— О-ох, — закрыв глаза, отвыкшие от дневного света, пропела Евланьюшка, — да что это? Не дадут умереть спокойно. К пенсии мне, что ли, добавили?
О чем они говорили, Сенька не слыхал: он остался на веранде, успокаивая Барина. Барин не любил чужих людей и лаял, даже если они останавливались за оградой, чтобы взглянуть на него или позвать хозяина.
«Р-р-р», — злился он, оголяя крепкие белые зубы. Вытягивая шею, клал голову на землю, готовый в любую минуту к опасному прыжку.
Пуще всего Барин ненавидел кошек. Сади его на якорь-цепь — и та не удержит: оторвется, настигнет жертву. Очень досаждал ему соседский кот. Хитрющий, как черт. Зайдет в огород и гуляет по меже, как будто и не замечает Барина. А у того аж пена изо рта плывет — так злится. Рванется — а кот на столб. И смотрит оттуда победоносно. Еще отец, глядя на затянувшуюся вражду, говорил, обращаясь к коту:
— Ну, доиграешься! Захрустят косточки.
Вчера Сенька наблюдал вот такую картину: Барин, затаившись, лежал, как всегда положив голову на землю и подобрав передние лапы, готовый к прыжку. А Мурка, мяукая, заигрывая, отступала, заманивая соседского кота. Тот, увлекшись коварной подружкой, забыл о своем враге. И вдруг, когда кот появился в прицельной зоне, камнем мелькнул рыжий пес. Вмиг словно топором разрубил свою жертву и заметался по ограде, торжествуя победу.

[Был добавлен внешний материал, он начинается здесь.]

//! Pointwise distance catalog used to compare rows of two sequences.

use std::fmt;
use std::str::FromStr;

use crate::error::DtwError;

const EXPECTED: &str =
    "euclidean, manhattan, chebyshev, canberra, cosine, hellinger, chi, jaccard, russelrao, hamming";

/// A pointwise distance between two equal-length vectors.
///
/// Selected at runtime by name via [`FromStr`]. Parsing is case-insensitive
/// and accepts either the full name or anything starting with the 3-letter
/// abbreviation (`"euc"`, `"man"`, ...). `chi` has no abbreviation.
///
/// None of the functions validate their inputs. Binary metrics (`Jaccard`,
/// `RussellRao`, `Hamming`) expect 0/1 coded vectors, `Chi` yields NaN when
/// both vectors hold a zero at the same position, and `Cosine` yields NaN
/// when either vector is all zeros.
#[derive(Debug, Clone, Copy, Default, PartialEq, Eq, Hash)]
pub enum Distance {
    /// `sqrt(sum((x - y)^2))`
    #[default]
    Euclidean,
    /// `sum(|x - y|)`
    Manhattan,
    /// `max(|x - y|)`
    Chebyshev,
    /// `sum(|x - y| / (|x| + |y|))`, zero denominators skipped.
    Canberra,
    /// `1 - x.y / (|x| |y|)`
    Cosine,
    /// `sqrt(1/2 * sum((sqrt(x) - sqrt(y))^2))`
    Hellinger,
    /// Normalized chi distance.
    Chi,
    /// `1 - intersection / union` over entries equal to 1.
    Jaccard,
    /// `1 - matches / length`
    RussellRao,
    /// Number of mismatching positions.
    Hamming,
}

impl Distance {
    /// Every distance in the catalog.
    pub const ALL: [Distance; 10] = [
        Distance::Euclidean,
        Distance::Manhattan,
        Distance::Chebyshev,
        Distance::Canberra,
        Distance::Cosine,
        Distance::Hellinger,
        Distance::Chi,
        Distance::Jaccard,
        Distance::RussellRao,
        Distance::Hamming,
    ];

    /// Canonical lowercase name.
    #[must_use]
    pub fn name(self) -> &'static str {
        match self {
            Self::Euclidean => "euclidean",
            Self::Manhattan => "manhattan",
            Self::Chebyshev => "chebyshev",
            Self::Canberra => "canberra",
            Self::Cosine => "cosine",
            Self::Hellinger => "hellinger",
            Self::Chi => "chi",
            Self::Jaccard => "jaccard",
            Self::RussellRao => "russelrao",
            Self::Hamming => "hamming",
        }
    }

    /// 3-letter abbreviation, `None` for `chi`.
    #[must_use]
    pub fn abbreviation(self) -> Option<&'static str> {
        match self {
            Self::Chi => None,
            other => Some(&other.name()[..3]),
        }
    }

    /// Compute the distance between `x` and `y`.
    ///
    /// Both slices must have the same length; only the common prefix is
    /// compared otherwise. Use [`distance`] for a checked variant.
    #[must_use]
    pub fn compute(self, x: &[f64], y: &[f64]) -> f64 {
        match self {
            Self::Euclidean => euclidean(x, y),
            Self::Manhattan => manhattan(x, y),
            Self::Chebyshev => chebyshev(x, y),
            Self::Canberra => canberra(x, y),
            Self::Cosine => cosine(x, y),
            Self::Hellinger => hellinger(x, y),
            Self::Chi => chi(x, y),
            Self::Jaccard => jaccard(x, y),
            Self::RussellRao => russell_rao(x, y),
            Self::Hamming => hamming(x, y),
        }
    }
}

impl FromStr for Distance {
    type Err = DtwError;

    fn from_str(s: &str) -> Result<Self, Self::Err> {
        let lowered = s.trim().to_ascii_lowercase();
        if lowered == "chi" {
            return Ok(Self::Chi);
        }
        Self::ALL
            .into_iter()
            .find(|d| {
                lowered == d.name() || d.abbreviation().is_some_and(|abbr| lowered.starts_with(abbr))
            })
            .ok_or_else(|| DtwError::UnknownDistance {
                name: s.to_string(),
                expected: EXPECTED,
            })
    }
}

impl fmt::Display for Distance {
    fn fmt(&self, f: &mut fmt::Formatter<'_>) -> fmt::Result {
        f.write_str(self.name())
    }
}

/// Compute the distance named `name` between `x` and `y`.
///
/// # Errors
///
/// | Variant | Condition |
/// |---|---|
/// | [`DtwError::UnknownDistance`] | `name` is not a known distance or abbreviation |
/// | [`DtwError::LengthMismatch`] | `x` and `y` differ in length |
pub fn distance(name: &str, x: &[f64], y: &[f64]) -> Result<f64, DtwError> {
    let metric: Distance = name.parse()?;
    if x.len() != y.len() {
        return Err(DtwError::LengthMismatch {
            x_len: x.len(),
            y_len: y.len(),
        });
    }
    Ok(metric.compute(x, y))
}

fn manhattan(x: &[f64], y: &[f64]) -> f64 {
    x.iter().zip(y).map(|(a, b)| (a - b).abs()).sum()
}

fn euclidean(x: &[f64], y: &[f64]) -> f64 {
    x.iter()
        .zip(y)
        .map(|(a, b)| (a - b) * (a - b))
        .sum::<f64>()
        .sqrt()
}

fn chebyshev(x: &[f64], y: &[f64]) -> f64 {
    x.iter()
        .zip(y)
        .map(|(a, b)| (a - b).abs())
        .fold(0.0, f64::max)
}

fn canberra(x: &[f64], y: &[f64]) -> f64 {
    x.iter()
        .zip(y)
        .filter_map(|(a, b)| {
            let denominator = a.abs() + b.abs();
            (denominator != 0.0).then(|| (a - b).abs() / denominator)
        })
        .sum()
}

fn cosine(x: &[f64], y: &[f64]) -> f64 {
    let mut dot = 0.0;
    let mut norm_x = 0.0;
    let mut norm_y = 0.0;
    for (a, b) in x.iter().zip(y) {
        dot += a * b;
        norm_x += a * a;
        norm_y += b * b;
    }
    1.0 - dot / (norm_x.sqrt() * norm_y.sqrt())
}

fn hellinger(x: &[f64], y: &[f64]) -> f64 {
    let sum: f64 = x
        .iter()
        .zip(y)
        .map(|(a, b)| {
            let d = a.sqrt() - b.sqrt();
            d * d
        })
        .sum();
    (0.5 * sum).sqrt()
}

fn chi(x: &[f64], y: &[f64]) -> f64 {
    let x_sum: f64 = x.iter().sum();
    let y_sum: f64 = y.iter().sum();
    let xy_sum = x_sum + y_sum;
    x.iter()
        .zip(y)
        .map(|(a, b)| {
            let d = a / x_sum - b / y_sum;
            (d * d) / ((a + b) / xy_sum)
        })
        .sum::<f64>()
        .sqrt()
}

fn jaccard(x: &[f64], y: &[f64]) -> f64 {
    let mut intersection = 0.0;
    let mut union = 0.0;
    for (&a, &b) in x.iter().zip(y) {
        if a == 1.0 || b == 1.0 {
            union += 1.0;
            if a == 1.0 && b == 1.0 {
                intersection += 1.0;
            }
        }
    }
    if union == 0.0 {
        return 0.0;
    }
    1.0 - intersection / union
}

fn russell_rao(x: &[f64], y: &[f64]) -> f64 {
    let matches = x.iter().zip(y).filter(|(a, b)| a == b).count();
    1.0 - matches as f64 / x.len() as f64
}

fn hamming(x: &[f64], y: &[f64]) -> f64 {
    x.iter().zip(y).filter(|(a, b)| a != b).count() as f64
}
//! Error types for sequence validation and DTW computation.

/// Errors from sequence construction, distance selection, and DTW computation.
///
/// Numeric degeneracies (NaN from a chi zero pair, division by a zero
/// auto-sum) are not errors: they propagate as IEEE values.
#[derive(Debug, thiserror::Error)]
pub enum DtwError {
    /// Returned when a distance name or abbreviation is not in the catalog.
    #[error("unknown distance \"{name}\" (expected one of: {expected})")]
    UnknownDistance {
        /// The name that failed to parse.
        name: String,
        /// Comma-separated list of valid names.
        expected: &'static str,
    },

    /// Returned when a cost policy name is not recognised.
    #[error("unknown cost policy \"{name}\" (expected one of: orthogonal, diagonal, weighted_diagonal)")]
    UnknownCostPolicy {
        /// The name that failed to parse.
        name: String,
    },

    /// Returned when two vectors handed to a distance function differ in length.
    #[error("vectors must have the same length, got {x_len} and {y_len}")]
    LengthMismatch {
        /// Length of the first vector.
        x_len: usize,
        /// Length of the second vector.
        y_len: usize,
    },

    /// Returned when two sequences have a different number of columns.
    #[error("sequences must have the same number of columns, got {a_cols} and {b_cols}")]
    ColumnMismatch {
        /// Column count of the first sequence.
        a_cols: usize,
        /// Column count of the second sequence.
        b_cols: usize,
    },

    /// Returned when a lock-step comparison receives sequences of different length.
    #[error("lock-step comparison requires the same number of rows, got {a_rows} and {b_rows}")]
    RowMismatch {
        /// Row count of the first sequence.
        a_rows: usize,
        /// Row count of the second sequence.
        b_rows: usize,
    },

    /// Returned when a distance matrix and a cost matrix differ in shape.
    #[error("distance matrix is {dist_rows}x{dist_cols} but cost matrix is {cost_rows}x{cost_cols}")]
    ShapeMismatch {
        /// Rows of the distance matrix.
        dist_rows: usize,
        /// Columns of the distance matrix.
        dist_cols: usize,
        /// Rows of the cost matrix.
        cost_rows: usize,
        /// Columns of the cost matrix.
        cost_cols: usize,
    },

    /// Returned when a flat buffer does not hold `rows * cols` values.
    #[error("buffer of {len} values cannot form a {rows}x{cols} matrix")]
    InvalidMatrixShape {
        /// Requested number of rows.
        rows: usize,
        /// Requested number of columns.
        cols: usize,
        /// Length of the provided buffer.
        len: usize,
    },

    /// Returned when a sequence has no rows.
    #[error("sequence must have at least one row")]
    EmptySequence,

    /// Returned when a sequence has rows but no columns.
    #[error("sequence must have at least one column")]
    NoColumns,

    /// Returned when a row has a different number of values than the first row.
    #[error("row {row} has {got} values, expected {expected}")]
    RaggedRow {
        /// Zero-based index of the offending row.
        row: usize,
        /// Number of values in the first row.
        expected: usize,
        /// Number of values in the offending row.
        got: usize,
    },

    /// Returned when a sequence contains NaN, infinity, or negative infinity.
    #[error("sequence contains non-finite value at row {row}, column {col}")]
    NonFiniteValue {
        /// Zero-based row of the first non-finite value.
        row: usize,
        /// Zero-based column of the first non-finite value.
        col: usize,
    },

    /// Returned when the number of column names differs from the number of columns.
    #[error("got {names} column names for {cols} columns")]
    ColumnNameMismatch {
        /// Number of names provided.
        names: usize,
        /// Number of columns in the sequence.
        cols: usize,
    },

    /// Returned when a column index is outside the sequence.
    #[error("column {index} out of bounds for sequence with {cols} columns")]
    ColumnOutOfBounds {
        /// The requested column.
        index: usize,
        /// Number of columns in the sequence.
        cols: usize,
    },

    /// Returned when a Sakoe-Chiba bandwidth is outside `[0, 1]`.
    #[error("bandwidth must be in [0, 1], got {bandwidth}")]
    InvalidBandwidth {
        /// The rejected bandwidth.
        bandwidth: f64,
    },

    /// Returned when a path step references a row missing from a sequence.
    #[error("path step ({a}, {b}) is outside sequences with {a_rows} and {b_rows} rows")]
    PathOutOfBounds {
        /// Zero-based row in the first sequence.
        a: usize,
        /// Zero-based row in the second sequence.
        b: usize,
        /// Row count of the first sequence.
        a_rows: usize,
        /// Row count of the second sequence.
        b_rows: usize,
    },
}
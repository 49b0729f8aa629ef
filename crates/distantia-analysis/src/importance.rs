//! Leave-one-variable-in / leave-one-variable-out importance of psi.

use distantia_dtw::{Distance, DtwConfig, DtwError, Sequence, psi_lock_step};
use rayon::prelude::*;
use tracing::{info, instrument};

use crate::error::AnalysisError;

/// How subset psi values are computed.
#[derive(Debug, Clone, Copy, Default, PartialEq, Eq, Hash)]
pub enum ImportanceMethod {
    /// Score every column subset along the path found with all columns.
    #[default]
    Robust,
    /// Re-run the full DTW pipeline on every column subset.
    ///
    /// `importance_pct` is `psi_difference * 100 / psi`, as for
    /// [`Robust`](Self::Robust). Older releases reported
    /// `(psi - psi_without) * 100 / psi` for this method; that value is
    /// recoverable from the `psi` and `psi_without` fields.
    Legacy,
}

impl ImportanceMethod {
    /// Canonical name.
    #[must_use]
    pub fn name(self) -> &'static str {
        match self {
            Self::Robust => "robust",
            Self::Legacy => "legacy",
        }
    }
}

/// Importance of one variable.
#[derive(Debug, Clone, PartialEq)]
pub struct VariableImportance {
    /// Column name, taken from the first sequence.
    pub variable: String,
    /// Psi with every column. Identical across all rows of one table.
    pub psi: f64,
    /// Psi using only this column.
    pub psi_only_with: f64,
    /// Psi using every column except this one.
    pub psi_without: f64,
    /// `psi_only_with - psi_without`.
    pub psi_difference: f64,
    /// `psi_difference` as a percentage of `psi`.
    pub importance_pct: f64,
}

impl VariableImportance {
    fn new(variable: &str, psi: f64, psi_only_with: f64, psi_without: f64) -> Self {
        let psi_difference = psi_only_with - psi_without;
        Self {
            variable: variable.to_string(),
            psi,
            psi_only_with,
            psi_without,
            psi_difference,
            importance_pct: psi_difference * 100.0 / psi,
        }
    }
}

/// Compute the importance table of `a` and `b`, one row per column.
///
/// With [`ImportanceMethod::Robust`] the least-cost path is computed once on
/// all columns; each subset only recomputes the step distances along that
/// path and its own auto-sum. With [`ImportanceMethod::Legacy`] each subset
/// gets its own alignment. Columns are processed in parallel.
///
/// # Errors
///
/// | Variant | Condition |
/// |---|---|
/// | [`AnalysisError::Dtw`] | the sequences differ in column count |
/// | [`AnalysisError::TooFewColumns`] | the sequences have a single column |
#[instrument(skip(a, b, dtw), fields(cols = a.cols(), method = method.name()))]
pub fn variable_importance(
    a: &Sequence,
    b: &Sequence,
    dtw: &DtwConfig,
    method: ImportanceMethod,
) -> Result<Vec<VariableImportance>, AnalysisError> {
    check_subsets(a, b)?;

    let table = match method {
        ImportanceMethod::Robust => {
            let alignment = dtw.align(a, b)?;
            let path = alignment.path();
            per_column(a, b, alignment.psi(), |x, y| dtw.psi_along(x, y, path))?
        }
        ImportanceMethod::Legacy => {
            let psi = dtw.psi(a, b)?;
            per_column(a, b, psi, |x, y| dtw.psi(x, y))?
        }
    };

    info!(psi = table[0].psi, variables = table.len(), "importance computed");
    Ok(table)
}

/// Compute the importance table using lock-step psi.
///
/// # Errors
///
/// | Variant | Condition |
/// |---|---|
/// | [`AnalysisError::Dtw`] | the sequences differ in shape |
/// | [`AnalysisError::TooFewColumns`] | the sequences have a single column |
#[instrument(skip(a, b), fields(cols = a.cols()))]
pub fn importance_lock_step(
    a: &Sequence,
    b: &Sequence,
    metric: Distance,
) -> Result<Vec<VariableImportance>, AnalysisError> {
    check_subsets(a, b)?;
    let psi = psi_lock_step(a, b, metric)?;
    let table = per_column(a, b, psi, |x, y| psi_lock_step(x, y, metric))?;
    info!(psi, variables = table.len(), "lock-step importance computed");
    Ok(table)
}

/// Robust importance table with the metric selected by name.
///
/// # Errors
///
/// | Variant | Condition |
/// |---|---|
/// | [`AnalysisError::Dtw`] | unknown metric, or the sequences differ in column count |
/// | [`AnalysisError::TooFewColumns`] | the sequences have a single column |
pub fn importance(
    a: &Sequence,
    b: &Sequence,
    metric: &str,
    diagonal: bool,
    weighted: bool,
    trim_blocks: bool,
) -> Result<Vec<VariableImportance>, AnalysisError> {
    let dtw = DtwConfig::new()
        .with_distance(metric.parse()?)
        .with_diagonal(diagonal)
        .with_weighted(weighted)
        .with_trim_blocks(trim_blocks);
    variable_importance(a, b, &dtw, ImportanceMethod::Robust)
}

fn check_subsets(a: &Sequence, b: &Sequence) -> Result<(), AnalysisError> {
    if a.cols() != b.cols() {
        return Err(DtwError::ColumnMismatch {
            a_cols: a.cols(),
            b_cols: b.cols(),
        }
        .into());
    }
    if a.cols() < 2 {
        return Err(AnalysisError::TooFewColumns { cols: a.cols() });
    }
    Ok(())
}

fn per_column<F>(
    a: &Sequence,
    b: &Sequence,
    psi: f64,
    score: F,
) -> Result<Vec<VariableImportance>, AnalysisError>
where
    F: Fn(&Sequence, &Sequence) -> Result<f64, DtwError> + Sync,
{
    let names = a.column_names();
    (0..a.cols())
        .into_par_iter()
        .map(|i| -> Result<VariableImportance, AnalysisError> {
            let only_with = score(&a.select_column(i)?, &b.select_column(i)?)?;
            let without = score(&a.delete_column(i)?, &b.delete_column(i)?)?;
            Ok(VariableImportance::new(&names[i], psi, only_with, without))
        })
        .collect()
}
//! Criterion benchmarks for distantia-dtw: distance matrix, cost matrix, and full psi.

use criterion::{BenchmarkId, Criterion, criterion_group, criterion_main};

use distantia_dtw::{
    BandConstraint, CostPolicy, Distance, DtwConfig, Sequence, cost_matrix, distance_matrix,
};

fn make_sine_sequence(n: usize, cols: usize, offset: f64) -> Sequence {
    let data: Vec<f64> = (0..n * cols)
        .map(|k| ((k / cols) as f64 * 0.1 + (k % cols) as f64).sin() + offset)
        .collect();
    Sequence::from_row_major(n, cols, data).unwrap()
}

fn bench_distance_matrix(c: &mut Criterion) {
    let mut group = c.benchmark_group("distance_matrix");

    for &len in &[64usize, 256, 1024] {
        let a = make_sine_sequence(len, 4, 0.0);
        let b = make_sine_sequence(len, 4, 1.0);
        group.bench_with_input(BenchmarkId::new("euclidean", len), &(a, b), |bencher, (a, b)| {
            bencher.iter(|| distance_matrix(a, b, Distance::Euclidean).unwrap());
        });
    }

    group.finish();
}

fn bench_cost_matrix(c: &mut Criterion) {
    let a = make_sine_sequence(512, 4, 0.0);
    let b = make_sine_sequence(512, 4, 1.0);
    let dist = distance_matrix(&a, &b, Distance::Euclidean).unwrap();

    let mut group = c.benchmark_group("cost_matrix");
    for policy in [
        CostPolicy::Orthogonal,
        CostPolicy::Diagonal,
        CostPolicy::WeightedDiagonal,
    ] {
        group.bench_with_input(BenchmarkId::new("512x512", policy), &dist, |bencher, dist| {
            bencher.iter(|| cost_matrix(dist, policy));
        });
    }
    group.finish();
}

fn bench_psi(c: &mut Criterion) {
    let a = make_sine_sequence(256, 4, 0.0);
    let b = make_sine_sequence(200, 4, 0.5);
    let configs: &[(DtwConfig, &str)] = &[
        (DtwConfig::new(), "weighted"),
        (DtwConfig::new().with_trim_blocks(true), "weighted_trim"),
        (
            DtwConfig::new().with_band(BandConstraint::sakoe_chiba(0.1).unwrap()),
            "weighted_band0.1",
        ),
    ];

    let mut group = c.benchmark_group("psi");
    for (config, label) in configs {
        group.bench_function(*label, |bencher| {
            bencher.iter(|| config.psi(&a, &b).unwrap());
        });
    }
    group.finish();
}

criterion_group!(benches, bench_distance_matrix, bench_cost_matrix, bench_psi);
criterion_main!(benches);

Вечером, когда Сенька вышел за углем, Барин сидел возле своей конуры. У его лап, растянувшись, лежала Мурка. Барин важно и благодарно лизал ее круглую, зажмуренную от удовольствия морду…
Поздно ночью кошка запросилась домой. Она скреблась тихо. И жалобно взмявкивала у окна спаленки, где стояла кровать матери.
— Ты не курнявкай! — заругалась мать. — Все одно не пущу.
Сенька поднялся и осторожно открыл в сенцах маленькое окошечко. Кошка, чуткая, вмиг прибежала сюда. Спрыгнув на пол, теранулась о Сенькину ногу — спасибо, мол. Сенька спрятал ее под одеялом. Засыпая, подумал: «Заговорщики… Отогревайся, замерзла ведь…» Ему было очень одиноко.
…Мать, наговорившись с женщиной, тормошила мальчишку:
— Сеня, Сеня… Да ты никак оглох? — и когда он очнулся, отпустил собаку, повертела перед его лицом бумажку: — Меня-то на административную комиссию гонят. Это которая штрафует. Жалуются: на людей Барина спускаю. У соседей кур подушил. Лает — покою после работы нет.
Она дрожала. Вот-вот готова была разреветься. Но, сдержавшись, сказала печально:
— Сироты мы оба. Нет заступы, Сенечка…
Мать нарядилась. Надела сиреневое шерстяное платье. Шито оно, наверно, еще тогда, когда она была гораздо моложе, и сейчас оказалось тесным. Правда, если судить по моде — носить все в обтяжку, — оно как нельзя кстати. Шею мать обернула газовым шарфиком, тоже сиреневым, но чуточку потемнее. Шарфик сколола большой брошью.
Сенька смотрел на мать украдкой: красивая она. Сегодня только что-то трагически-печальное было в ее глубоких темных глазах. Казалось, будто собирается она на казнь. «Сироты мы оба», — вспомнились ему слова матери. И Сеньке стало жаль ее. Прав, наверно, отец: слабая она. Ему захотелось прижаться к ней, приласкать, ободрить. И, набравшись храбрости, он шагнул к ней.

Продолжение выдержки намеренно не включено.